▶ **Extracted material**
· · ·

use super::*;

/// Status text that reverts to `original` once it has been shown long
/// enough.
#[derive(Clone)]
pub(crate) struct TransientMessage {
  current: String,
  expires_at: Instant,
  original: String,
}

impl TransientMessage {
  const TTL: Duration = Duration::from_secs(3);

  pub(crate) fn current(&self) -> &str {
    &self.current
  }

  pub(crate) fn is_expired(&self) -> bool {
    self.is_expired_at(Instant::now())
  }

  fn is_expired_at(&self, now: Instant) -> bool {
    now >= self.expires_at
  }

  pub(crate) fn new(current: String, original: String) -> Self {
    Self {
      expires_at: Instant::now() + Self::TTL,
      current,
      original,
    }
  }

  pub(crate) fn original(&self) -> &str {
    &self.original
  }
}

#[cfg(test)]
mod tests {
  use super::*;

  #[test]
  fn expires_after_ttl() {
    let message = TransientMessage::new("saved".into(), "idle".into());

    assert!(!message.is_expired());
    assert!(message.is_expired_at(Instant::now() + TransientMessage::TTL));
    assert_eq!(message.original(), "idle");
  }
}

· · ·

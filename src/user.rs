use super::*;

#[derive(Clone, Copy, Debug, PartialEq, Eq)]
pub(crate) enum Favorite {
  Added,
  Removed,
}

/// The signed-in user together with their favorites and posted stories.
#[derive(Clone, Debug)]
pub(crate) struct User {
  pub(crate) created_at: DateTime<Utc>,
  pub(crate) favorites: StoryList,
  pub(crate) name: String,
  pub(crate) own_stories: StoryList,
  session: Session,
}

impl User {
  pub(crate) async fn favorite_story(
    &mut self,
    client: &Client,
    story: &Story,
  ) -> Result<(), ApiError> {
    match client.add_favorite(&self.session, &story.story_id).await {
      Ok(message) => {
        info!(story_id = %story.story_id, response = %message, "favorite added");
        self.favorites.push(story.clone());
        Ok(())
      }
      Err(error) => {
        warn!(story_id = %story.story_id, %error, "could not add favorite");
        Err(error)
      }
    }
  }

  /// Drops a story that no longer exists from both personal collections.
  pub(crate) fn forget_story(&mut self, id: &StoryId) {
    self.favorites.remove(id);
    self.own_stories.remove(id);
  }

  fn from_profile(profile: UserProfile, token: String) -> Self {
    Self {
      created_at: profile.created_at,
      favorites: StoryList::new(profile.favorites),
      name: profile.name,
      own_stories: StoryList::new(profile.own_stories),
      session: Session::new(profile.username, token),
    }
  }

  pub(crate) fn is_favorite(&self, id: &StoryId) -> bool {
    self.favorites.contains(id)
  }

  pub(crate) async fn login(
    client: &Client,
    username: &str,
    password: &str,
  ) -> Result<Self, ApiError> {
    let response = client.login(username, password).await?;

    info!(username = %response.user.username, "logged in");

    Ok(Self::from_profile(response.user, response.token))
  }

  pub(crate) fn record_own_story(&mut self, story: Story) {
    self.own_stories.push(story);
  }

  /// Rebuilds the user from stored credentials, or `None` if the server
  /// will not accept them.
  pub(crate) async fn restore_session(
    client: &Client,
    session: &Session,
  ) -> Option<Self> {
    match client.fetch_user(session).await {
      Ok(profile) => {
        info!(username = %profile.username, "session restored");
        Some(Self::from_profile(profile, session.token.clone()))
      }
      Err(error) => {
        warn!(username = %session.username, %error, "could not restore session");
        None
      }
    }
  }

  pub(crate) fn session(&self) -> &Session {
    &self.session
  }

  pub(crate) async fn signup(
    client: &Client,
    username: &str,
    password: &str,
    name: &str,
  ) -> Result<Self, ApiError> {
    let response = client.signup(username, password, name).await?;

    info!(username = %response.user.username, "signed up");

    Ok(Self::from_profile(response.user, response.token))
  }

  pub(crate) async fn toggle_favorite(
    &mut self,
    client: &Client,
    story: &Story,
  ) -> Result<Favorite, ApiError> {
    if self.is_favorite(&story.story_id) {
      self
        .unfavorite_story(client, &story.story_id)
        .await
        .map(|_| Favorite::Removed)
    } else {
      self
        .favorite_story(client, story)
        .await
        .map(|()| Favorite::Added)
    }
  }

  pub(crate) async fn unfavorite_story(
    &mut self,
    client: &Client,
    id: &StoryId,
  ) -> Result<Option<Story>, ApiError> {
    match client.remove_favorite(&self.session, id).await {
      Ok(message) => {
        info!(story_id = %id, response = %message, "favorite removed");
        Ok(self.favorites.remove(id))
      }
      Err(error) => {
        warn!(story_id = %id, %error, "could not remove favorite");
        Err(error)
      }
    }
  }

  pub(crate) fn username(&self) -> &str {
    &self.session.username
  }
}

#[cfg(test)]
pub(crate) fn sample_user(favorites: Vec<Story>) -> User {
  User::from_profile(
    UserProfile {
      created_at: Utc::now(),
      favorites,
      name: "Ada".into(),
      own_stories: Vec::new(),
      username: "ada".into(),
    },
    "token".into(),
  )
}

· · ·

▶ **Aim of the task**
Report every line from the material above that mentions the word "current".

▶ **Result of the exercise**
  current: String,
  pub(crate) fn current(&self) -> &str {
    &self.current
  pub(crate) fn new(current: String, original: String) -> Self {
      current,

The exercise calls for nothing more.